-- Opening Marker --
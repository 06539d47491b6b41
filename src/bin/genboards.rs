//! Random board generation CLI.
//!
//! Writes boards in the text format read by `flipside`.
//!
//! Usage:
//!   cargo run --release --bin genboards -- [OPTIONS]
//!
//! Options:
//!   --count N      Number of boards (default: 10)
//!   --columns N    Columns per board, 1-25 (default: 8)
//!   --rows N       Rows per board, 1-25 (default: 8)
//!   --fill F       Probability a cell holds a piece (default: 0.5)
//!   --seed N       Random seed, 0 for entropy (default: 0)
//!   --output FILE  Output file path (default: stdout)

use std::env;
use std::fs::File;
use std::io::{self, BufWriter, Write};
use std::process;

use flipside::generate::{generate_boards, GenConfig};
use flipside::protocol::encode_board;

fn main() {
    let args: Vec<String> = env::args().collect();
    let mut config = GenConfig::default();
    let mut output_path: Option<String> = None;

    let mut i = 1;
    while i < args.len() {
        match args[i].as_str() {
            "--count" => {
                i += 1;
                config.count = parse_value(&args, i, "--count");
            }
            "--columns" => {
                i += 1;
                config.columns = parse_value(&args, i, "--columns");
            }
            "--rows" => {
                i += 1;
                config.rows = parse_value(&args, i, "--rows");
            }
            "--fill" => {
                i += 1;
                config.fill = parse_value(&args, i, "--fill");
            }
            "--seed" => {
                i += 1;
                config.seed = parse_value(&args, i, "--seed");
            }
            "--output" => {
                i += 1;
                output_path = Some(parse_value(&args, i, "--output"));
            }
            "--help" | "-h" => {
                print_usage();
                return;
            }
            other => {
                eprintln!("Unknown argument: {}", other);
                print_usage();
                process::exit(1);
            }
        }
        i += 1;
    }

    let boards = match generate_boards(&config) {
        Ok(b) => b,
        Err(e) => {
            eprintln!("cannot generate boards: {}", e);
            process::exit(1);
        }
    };

    let result = match output_path {
        Some(path) => File::create(&path).and_then(|file| {
            let mut writer = BufWriter::new(file);
            write_boards(&boards, &mut writer)?;
            eprintln!("Wrote {} boards to {}", boards.len(), path);
            Ok(())
        }),
        None => {
            let stdout = io::stdout();
            let mut writer = BufWriter::new(stdout.lock());
            write_boards(&boards, &mut writer)
        }
    };

    if let Err(e) = result {
        eprintln!("write failed: {}", e);
        process::exit(1);
    }
}

fn write_boards<W: Write>(boards: &[flipside::board::Board], out: &mut W) -> io::Result<()> {
    for board in boards {
        out.write_all(encode_board(board).as_bytes())?;
    }
    out.flush()
}

fn parse_value<T: std::str::FromStr>(args: &[String], i: usize, flag: &str) -> T {
    match args.get(i).and_then(|v| v.parse().ok()) {
        Some(v) => v,
        None => {
            eprintln!("invalid {} value", flag);
            print_usage();
            process::exit(1);
        }
    }
}

fn print_usage() {
    eprintln!("Usage: genboards [OPTIONS]");
    eprintln!();
    eprintln!("Options:");
    eprintln!("  --count N        Number of boards (default: 10)");
    eprintln!("  --columns N      Columns per board, 1-25 (default: 8)");
    eprintln!("  --rows N         Rows per board, 1-25 (default: 8)");
    eprintln!("  --fill F         Probability a cell holds a piece (default: 0.5)");
    eprintln!("  --seed N         Random seed, 0 for entropy (default: 0)");
    eprintln!("  --output FILE    Output file path (default: stdout)");
    eprintln!("  --help           Show this help");
}
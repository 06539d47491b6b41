//! Integration tests for the flipside binary.
//!
//! Spawns the binary, feeds boards on stdin, and checks what it prints.

use std::io::{Read, Write};
use std::process::{Command, Stdio};

/// Runs the binary with `args`, writes `input` to stdin, and returns
/// (stdout, stderr).
fn run_flipside(args: &[&str], input: &str) -> (String, String) {
    let exe = env!("CARGO_BIN_EXE_flipside");
    let mut child = Command::new(exe)
        .args(args)
        .stdin(Stdio::piped())
        .stdout(Stdio::piped())
        .stderr(Stdio::piped())
        .spawn()
        .expect("failed to start flipside");

    let mut stdin = child.stdin.take().unwrap();
    stdin.write_all(input.as_bytes()).unwrap();
    drop(stdin);

    let mut stdout = String::new();
    child.stdout.take().unwrap().read_to_string(&mut stdout).unwrap();
    let mut stderr = String::new();
    child.stderr.take().unwrap().read_to_string(&mut stderr).unwrap();

    let status = child.wait().expect("failed to wait on child");
    assert!(status.success(), "flipside exited with {:?}: {}", status, stderr);
    (stdout, stderr)
}

/// Standard 8x8 opening, black to move.
const OPENING_8X8: &str = "\
Standard opening
8 8 B



   WB
   BW




";

/// White to move; d1 closes a three-piece run to the east.
const RUN_OF_THREE: &str = "\
Run of three
5 2 W
 BBBW
B    

";

#[test]
fn opening_reports_first_of_four_moves() {
    let (out, _) = run_flipside(&["--quiet"], OPENING_8X8);
    assert!(out.starts_with("Standard opening\n\n   a b c d e f g h   \n"));
    assert!(out.contains(
        "The best move for BLACK is (d, 3), which will reverse 1 opponent piece(s)"
    ));
    assert!(out.ends_with("\n*** END OF PROCESSING ***\n\n"));
}

#[test]
fn every_board_is_reported_in_order() {
    let input = format!("{}{}", OPENING_8X8, RUN_OF_THREE);
    let (out, _) = run_flipside(&["--quiet"], &input);
    let first = out.find("Standard opening").unwrap();
    let second = out.find("Run of three").unwrap();
    assert!(first < second);
    assert!(out.contains(
        "The best move for WHITE is (a, 1), which will reverse 3 opponent piece(s)"
    ));
    let separator = "=".repeat(80);
    assert_eq!(out.matches(&separator).count(), 2);
}

#[test]
fn board_without_capture_has_no_recommendation() {
    let input = "Lonely\n3 3 B\n   \n W \n   \n";
    let (out, _) = run_flipside(&["--quiet"], input);
    assert!(out.contains(" 2| |W| |2 \n"));
    assert!(!out.contains("best move"));
}

#[test]
fn empty_input_prints_only_end_marker() {
    let (out, _) = run_flipside(&["--quiet"], "");
    assert_eq!(out, "\n*** END OF PROCESSING ***\n\n");
}

#[test]
fn malformed_board_stops_with_message() {
    let input = format!("{}Broken\n8 eight B\n{}", RUN_OF_THREE, OPENING_8X8);
    let (out, err) = run_flipside(&["--quiet"], &input);
    assert!(out.contains("Run of three"));
    assert!(!out.contains("Standard opening"));
    assert!(err.contains("invalid board dimension: 'eight'"));
    assert!(out.ends_with("*** END OF PROCESSING ***\n\n"));
}

#[test]
fn oversized_board_is_rejected() {
    let (out, err) = run_flipside(&["--quiet"], "Huge\n26 3 W\n");
    assert!(err.contains("26 columns"));
    assert_eq!(out, "\n*** END OF PROCESSING ***\n\n");
}

#[test]
fn json_output() {
    let input = format!("{}{}", OPENING_8X8, "Lonely\n3 3 B\n   \n W \n   \n");
    let (out, _) = run_flipside(&["--format", "json", "--quiet"], &input);
    let lines: Vec<&str> = out.lines().collect();
    assert_eq!(lines.len(), 2);
    let opening: serde_json::Value = serde_json::from_str(lines[0]).unwrap();
    assert_eq!(opening["mover"], "black");
    assert_eq!(opening["best_move"]["square"], "d3");
    assert_eq!(opening["best_move"]["row"], 2);
    assert_eq!(opening["best_move"]["col"], 3);
    let lonely: serde_json::Value = serde_json::from_str(lines[1]).unwrap();
    assert!(lonely["best_move"].is_null());
}

#[test]
fn threaded_output_matches_sequential() {
    let input = format!("{}{}{}", OPENING_8X8, RUN_OF_THREE, OPENING_8X8);
    let (sequential, _) = run_flipside(&["--quiet"], &input);
    let (threaded, _) = run_flipside(&["--quiet", "--threads", "3"], &input);
    assert_eq!(sequential, threaded);
}

#[test]
fn summary_goes_to_stderr() {
    let (out, err) = run_flipside(&[], RUN_OF_THREE);
    assert!(err.contains("processed 1 board(s), 1 with a capturing move"));
    assert!(!out.contains("processed"));
}

#[test]
fn unknown_flag_fails() {
    let status = Command::new(env!("CARGO_BIN_EXE_flipside"))
        .arg("--bogus")
        .stdin(Stdio::null())
        .stdout(Stdio::null())
        .stderr(Stdio::null())
        .status()
        .expect("failed to start flipside");
    assert_eq!(status.code(), Some(1));
}

#[test]
fn genboards_output_without_path_fails() {
    let output = Command::new(env!("CARGO_BIN_EXE_genboards"))
        .args(["--count", "1", "--seed", "3", "--output"])
        .stdin(Stdio::null())
        .output()
        .expect("failed to start genboards");
    assert_eq!(output.status.code(), Some(1));
    assert!(output.stdout.is_empty());
    assert!(String::from_utf8_lossy(&output.stderr).contains("invalid --output value"));
}
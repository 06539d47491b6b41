//! Random position generation.
//!
//! Produces boards with pieces scattered at a chosen density, for feeding the
//! main binary, benchmarks, and cross-checking tests. Positions are not
//! reachable-by-play; they only need to satisfy the board invariants.

use rand::rngs::SmallRng;
use rand::{Rng, SeedableRng};

use crate::board::{Board, BoardError, Cell};

/// Settings for a batch of random boards.
#[derive(Debug, Clone)]
pub struct GenConfig {
    /// Number of boards to produce.
    pub count: usize,
    pub columns: usize,
    pub rows: usize,
    /// Probability that a cell holds a piece, clamped to 0..=1.
    pub fill: f64,
    /// Random seed (0 = use entropy).
    pub seed: u64,
}

impl Default for GenConfig {
    fn default() -> Self {
        GenConfig {
            count: 10,
            columns: 8,
            rows: 8,
            fill: 0.5,
            seed: 0,
        }
    }
}

/// Builds one random board. Each cell is a piece with probability `fill`,
/// black or white with equal odds; the mover is also a coin flip.
pub fn random_board(
    rng: &mut impl Rng,
    title: impl Into<String>,
    columns: usize,
    rows: usize,
    fill: f64,
) -> Result<Board, BoardError> {
    let to_move = if rng.gen_bool(0.5) { Cell::Black } else { Cell::White };
    let mut board = Board::try_new(title, columns, rows, to_move)?;
    let fill = fill.clamp(0.0, 1.0);

    for row in 0..rows {
        for col in 0..columns {
            if rng.gen::<f64>() < fill {
                let cell = if rng.gen_bool(0.5) { Cell::Black } else { Cell::White };
                board.set(row, col, cell);
            }
        }
    }

    Ok(board)
}

/// Generates `config.count` boards titled `Random board N`.
pub fn generate_boards(config: &GenConfig) -> Result<Vec<Board>, BoardError> {
    let mut rng = if config.seed != 0 {
        SmallRng::seed_from_u64(config.seed)
    } else {
        SmallRng::from_entropy()
    };

    (0..config.count)
        .map(|i| {
            random_board(
                &mut rng,
                format!("Random board {}", i + 1),
                config.columns,
                config.rows,
                config.fill,
            )
        })
        .collect()
}
//! Adjacency pre-filter for candidate moves.

use super::capture::ALL_DIRECTIONS;
use crate::board::{Board, Cell};

/// Cheap necessary condition for a legal move at (row, col).
///
/// True when the cell is empty and at least one of its neighbours (clipped
/// to the board on each axis) holds an opponent piece. A cell that passes
/// may still capture nothing; only a non-zero capture count confirms the
/// move. False for an invalid board or a coordinate outside the board.
pub fn can_play_at(board: &Board, row: usize, col: usize) -> bool {
    if !board.is_valid() || board.get(row, col) != Some(Cell::Empty) {
        return false;
    }

    let mover = board.to_move();
    ALL_DIRECTIONS.iter().any(|d| {
        d.step(board, row, col)
            .and_then(|(r, c)| board.get(r, c))
            .is_some_and(|cell| cell.is_opponent_of(mover))
    })
}
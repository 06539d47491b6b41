//! Board snapshot representation.
//!
//! Holds a single static position: the playable rectangle of cells, the
//! side to move, and a free-form title carried through to the output.

use super::cell::Cell;

/// Exclusive upper bound on the number of columns (columns are lettered a..y).
pub const MAX_COLUMNS: usize = 26;

/// Exclusive upper bound on the number of rows.
pub const MAX_ROWS: usize = 26;

/// Reasons a board snapshot fails validation.
#[derive(Debug, Clone, PartialEq, Eq, thiserror::Error)]
pub enum BoardError {
    #[error("board has no columns")]
    ZeroColumns,

    #[error("board has {0} columns, must be fewer than {max}", max = MAX_COLUMNS)]
    TooManyColumns(usize),

    #[error("board has no rows")]
    ZeroRows,

    #[error("board has {0} rows, must be fewer than {max}", max = MAX_ROWS)]
    TooManyRows(usize),

    #[error("side to move must be black or white")]
    NoMover,
}

/// A single board position.
///
/// Cells are stored row-major in a flat vector of exactly `rows * columns`
/// entries. A `Board` may be built with out-of-range dimensions or an empty
/// mover so that callers can represent what they read; every analysis
/// function checks [`Board::is_valid`] first and treats an invalid board
/// as having nothing to offer.
#[derive(Debug, Clone, PartialEq, Eq)]
pub struct Board {
    title: String,
    columns: usize,
    rows: usize,
    to_move: Cell,
    cells: Vec<Cell>,
}

impl Board {
    /// Creates an all-empty board without validating it.
    ///
    /// Cells are only allocated when both dimensions are within bounds, so
    /// an invalid board never owns a large buffer.
    pub fn new(title: impl Into<String>, columns: usize, rows: usize, to_move: Cell) -> Self {
        let len = if columns < MAX_COLUMNS && rows < MAX_ROWS {
            columns * rows
        } else {
            0
        };
        Board {
            title: title.into(),
            columns,
            rows,
            to_move,
            cells: vec![Cell::Empty; len],
        }
    }

    /// Creates an all-empty board, rejecting dimensions or movers that
    /// violate the board invariants.
    pub fn try_new(
        title: impl Into<String>,
        columns: usize,
        rows: usize,
        to_move: Cell,
    ) -> Result<Self, BoardError> {
        let board = Board::new(title, columns, rows, to_move);
        board.validate()?;
        Ok(board)
    }

    /// Checks the board invariants, reporting the first one violated.
    pub fn validate(&self) -> Result<(), BoardError> {
        if self.columns == 0 {
            return Err(BoardError::ZeroColumns);
        }
        if self.columns >= MAX_COLUMNS {
            return Err(BoardError::TooManyColumns(self.columns));
        }
        if self.rows == 0 {
            return Err(BoardError::ZeroRows);
        }
        if self.rows >= MAX_ROWS {
            return Err(BoardError::TooManyRows(self.rows));
        }
        if !self.to_move.is_piece() {
            return Err(BoardError::NoMover);
        }
        Ok(())
    }

    /// True iff the board satisfies every invariant and may be analyzed.
    pub fn is_valid(&self) -> bool {
        self.validate().is_ok()
    }

    pub fn title(&self) -> &str {
        &self.title
    }

    pub fn columns(&self) -> usize {
        self.columns
    }

    pub fn rows(&self) -> usize {
        self.rows
    }

    /// The side that places the next piece.
    pub fn to_move(&self) -> Cell {
        self.to_move
    }

    /// True if (row, col) lies inside the playable rectangle.
    pub fn contains(&self, row: usize, col: usize) -> bool {
        row < self.rows && col < self.columns && !self.cells.is_empty()
    }

    /// Returns the cell at (row, col), or `None` outside the playable rectangle.
    pub fn get(&self, row: usize, col: usize) -> Option<Cell> {
        if self.contains(row, col) {
            Some(self.cells[row * self.columns + col])
        } else {
            None
        }
    }

    /// Sets the cell at (row, col). Returns false if the coordinate is outside
    /// the playable rectangle.
    pub fn set(&mut self, row: usize, col: usize, cell: Cell) -> bool {
        if !self.contains(row, col) {
            return false;
        }
        self.cells[row * self.columns + col] = cell;
        true
    }

    /// Cells of one row, left to right. Empty for rows outside the board.
    pub fn row(&self, row: usize) -> &[Cell] {
        if row < self.rows && !self.cells.is_empty() {
            &self.cells[row * self.columns..(row + 1) * self.columns]
        } else {
            &[]
        }
    }

    /// Number of pieces of the given colour on the board.
    pub fn count(&self, cell: Cell) -> usize {
        self.cells.iter().filter(|&&c| c == cell).count()
    }
}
-- Closing Marker --
:: DESCRIPTION OF THE TASK ::
Print the first line of the records above and each line after it, exactly, through the line with "use std::fs::File;".

:: TASK SOLUTION ::
repository 06539d47491b6b41
filename src/bin/genboards.rs
//! Random board generation CLI.
//!
//! Writes boards in the text format read by `flipside`.
//!
//! Usage:
//!   cargo run --release --bin genboards -- [OPTIONS]
//!
//! Options:
//!   --count N      Number of boards (default: 10)
//!   --columns N    Columns per board, 1-25 (default: 8)
//!   --rows N       Rows per board, 1-25 (default: 8)
//!   --fill F       Probability a cell holds a piece (default: 0.5)
//!   --seed N       Random seed, 0 for entropy (default: 0)
//!   --output FILE  Output file path (default: stdout)

use std::env;
use std::fs::File;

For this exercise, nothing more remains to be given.